One key unanswered question relates to the identification of those post-TBA patients who are most at risk of subsequent development of Nelson's syndrome. A clearer understanding of predictive factors would enable a more targeted approach for close surveillance directed towards those patients most at risk of early corticotrophinoma development, and would inform decisions regarding TBA surgery. Potential predictive factors for the onset and progression of Nelson's syndrome are discussed below.

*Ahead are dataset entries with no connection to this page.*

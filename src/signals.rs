//! Price and power-limit signal snapshots consumed by the co-simulation.

use std::collections::BTreeMap;

use serde::{Deserialize, Serialize};

use crate::profile::{Commodity, CommodityMap};

/// Step function of a value over absolute time (seconds since epoch).
///
/// Before the first entry the `default` value applies.
#[derive(Debug, Clone, PartialEq, Serialize, Deserialize)]
pub struct StepSeries<T> {
    entries: Vec<(i64, T)>,
    default: T,
}

impl<T: Copy> StepSeries<T> {
    /// A series holding `value` everywhere.
    pub fn constant(value: T) -> Self {
        Self {
            entries: Vec::new(),
            default: value,
        }
    }

    /// Sets the value in effect from `tick` on.
    pub fn insert(&mut self, tick: i64, value: T) {
        match self.entries.binary_search_by_key(&tick, |e| e.0) {
            Ok(i) => self.entries[i].1 = value,
            Err(i) => self.entries.insert(i, (tick, value)),
        }
    }

    /// Builder form of [`StepSeries::insert`].
    pub fn with(mut self, tick: i64, value: T) -> Self {
        self.insert(tick, value);
        self
    }

    /// Value in effect at `tick`.
    pub fn value_at(&self, tick: i64) -> T {
        let idx = self.entries.partition_point(|e| e.0 <= tick);
        if idx == 0 {
            self.default
        } else {
            self.entries[idx - 1].1
        }
    }
}

/// Prices for one commodity in cents per kWh.
#[derive(Debug, Clone, Copy, PartialEq, Serialize, Deserialize)]
pub struct Tariff {
    /// Price paid for consumed energy.
    pub import_per_kwh: f64,
    /// Compensation received for produced (fed-in) energy.
    pub export_per_kwh: f64,
}

impl Tariff {
    /// Cost in cents of running at `power_w` for `secs` seconds.
    ///
    /// Production yields a negative cost.
    pub fn cost(&self, power_w: f64, secs: i64) -> f64 {
        let kwh = power_w * secs as f64 / 3_600_000.0;
        if kwh >= 0.0 {
            kwh * self.import_per_kwh
        } else {
            kwh * self.export_per_kwh
        }
    }
}

/// Admissible net power band for one commodity.
#[derive(Debug, Clone, Copy, PartialEq, Serialize, Deserialize)]
pub struct PowerLimit {
    /// Maximum net consumption (W).
    pub upper_w: f64,
    /// Minimum net power, i.e. negated maximum feed-in (W).
    pub lower_w: f64,
}

impl PowerLimit {
    /// Magnitude (W) by which `power_w` leaves the band.
    pub fn violation_w(&self, power_w: f64) -> f64 {
        if power_w > self.upper_w {
            power_w - self.upper_w
        } else if power_w < self.lower_w {
            self.lower_w - power_w
        } else {
            0.0
        }
    }
}

/// Cost and limit violation accrued during one tick.
#[derive(Debug, Clone, Copy, PartialEq, Default)]
pub struct TickCost {
    /// Energy cost in cents.
    pub cost: f64,
    /// Limit violation in Wh.
    pub violation_wh: f64,
}

/// Price and power-limit signals valid for one optimization run.
#[derive(Debug, Clone, Default, PartialEq, Serialize, Deserialize)]
pub struct SignalSnapshot {
    prices: BTreeMap<Commodity, StepSeries<Tariff>>,
    limits: BTreeMap<Commodity, StepSeries<PowerLimit>>,
}

impl SignalSnapshot {
    pub fn new() -> Self {
        Self::default()
    }

    pub fn with_price(mut self, commodity: Commodity, series: StepSeries<Tariff>) -> Self {
        self.prices.insert(commodity, series);
        self
    }

    pub fn with_limit(mut self, commodity: Commodity, series: StepSeries<PowerLimit>) -> Self {
        self.limits.insert(commodity, series);
        self
    }

    pub fn price_at(&self, commodity: Commodity, tick: i64) -> Option<Tariff> {
        self.prices.get(&commodity).map(|s| s.value_at(tick))
    }

    pub fn limit_at(&self, commodity: Commodity, tick: i64) -> Option<PowerLimit> {
        self.limits.get(&commodity).map(|s| s.value_at(tick))
    }

    /// Prices and checks the net grid totals of one tick.
    pub fn tick_cost(&self, totals: &CommodityMap<i64>, tick: i64, step_size: i64) -> TickCost {
        let mut out = TickCost::default();
        for (commodity, series) in &self.prices {
            let power = totals[*commodity] as f64;
            out.cost += series.value_at(tick).cost(power, step_size);
        }
        for (commodity, series) in &self.limits {
            let power = totals[*commodity] as f64;
            out.violation_wh += series.value_at(tick).violation_w(power) * step_size as f64 / 3600.0;
        }
        out
    }
}

#[cfg(test)]
mod tests {
    use super::*;

    #[test]
    fn step_series_default_before_first_entry() {
        let s = StepSeries::constant(1.0).with(100, 2.0).with(50, 3.0);
        assert_eq!(s.value_at(0), 1.0);
        assert_eq!(s.value_at(50), 3.0);
        assert_eq!(s.value_at(99), 3.0);
        assert_eq!(s.value_at(100), 2.0);
    }

    #[test]
    fn tariff_prices_import_and_export_separately() {
        let t = Tariff {
            import_per_kwh: 30.0,
            export_per_kwh: 10.0,
        };
        assert!((t.cost(1000.0, 3600) - 30.0).abs() < 1e-9);
        assert!((t.cost(-1000.0, 3600) + 10.0).abs() < 1e-9);
    }

    #[test]
    fn limit_violation_magnitude() {
        let l = PowerLimit {
            upper_w: 5000.0,
            lower_w: -3000.0,
        };
        assert_eq!(l.violation_w(4000.0), 0.0);
        assert_eq!(l.violation_w(6000.0), 1000.0);
        assert_eq!(l.violation_w(-3500.0), 500.0);
    }

    #[test]
    fn tick_cost_uses_only_signalled_commodities() {
        let signals = SignalSnapshot::new()
            .with_price(
                Commodity::ActivePower,
                StepSeries::constant(Tariff {
                    import_per_kwh: 36.0,
                    export_per_kwh: 0.0,
                }),
            )
            .with_limit(
                Commodity::ActivePower,
                StepSeries::constant(PowerLimit {
                    upper_w: 500.0,
                    lower_w: -500.0,
                }),
            );
        let mut totals = CommodityMap::splat(0_i64);
        totals[Commodity::ActivePower] = 1000;
        totals[Commodity::NaturalGasPower] = 5000;
        let c = signals.tick_cost(&totals, 0, 3600);
        assert!((c.cost - 36.0).abs() < 1e-9);
        assert!((c.violation_wh - 500.0).abs() < 1e-9);
    }
}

ACTH levels in the first post-operative year

A rapid rise in plasma ACTH levels in the year following TBA may be associated with a greater risk of developing Nelson's syndrome (8, 30, 32), and is probably the best validated predictive factor currently available (probably due to its association with corticotrophinoma progression (15)). However, up to 42% of post-TBA patients have persistently elevated (>200 ng/l) plasma ACTH levels in long-term follow-up studies (8), but only a proportion of these go on to develop Nelson's syndrome calling into question the utility of post-TBA ACTH levels as a predictive factor. It has been suggested that an increase in ACTH >100 ng/l in the first post-operative year may be a useful predictor of Nelson's syndrome (15), although this needs further study. Furthermore, there is no evidence that pre-TBA (baseline) plasma ACTH levels or ACTH levels following metyrapone suppression are predictive of Nelson's syndrome development post TBA, which is also an area for future research.

Radiological evidence of residual pituitary tumour prior to TBA

The presence of residual pituitary tumour following TSS for Cushing's disease (pre-TBA) has been shown to be predictive for the subsequent development of Nelson's syndrome post TBA in most studies (7, 30, 33, 34). In one series, 30% of patients with residual tumour at TSS subsequently developed Nelson's syndrome compared with 26% in those patients without residual tumour post TSS (31). In a further study on 30 patients who had undergone TBA for refractory Cushing's disease, 30% of those who developed Nelson's syndrome had radiological evidence of residual pituitary tumour at TBA (group 1) compared with 17% of those who did not subsequently develop Nelson's syndrome (group 2). On surgical exploration, the proportion with macroscopically visible residual tumour was shown to be 55 and 33% in groups 1 and 2 respectively, illustrating the point that the presence of residual pituitary tumour in these subjects is nearly twice as high following surgical exploration as that suggested on imaging (7).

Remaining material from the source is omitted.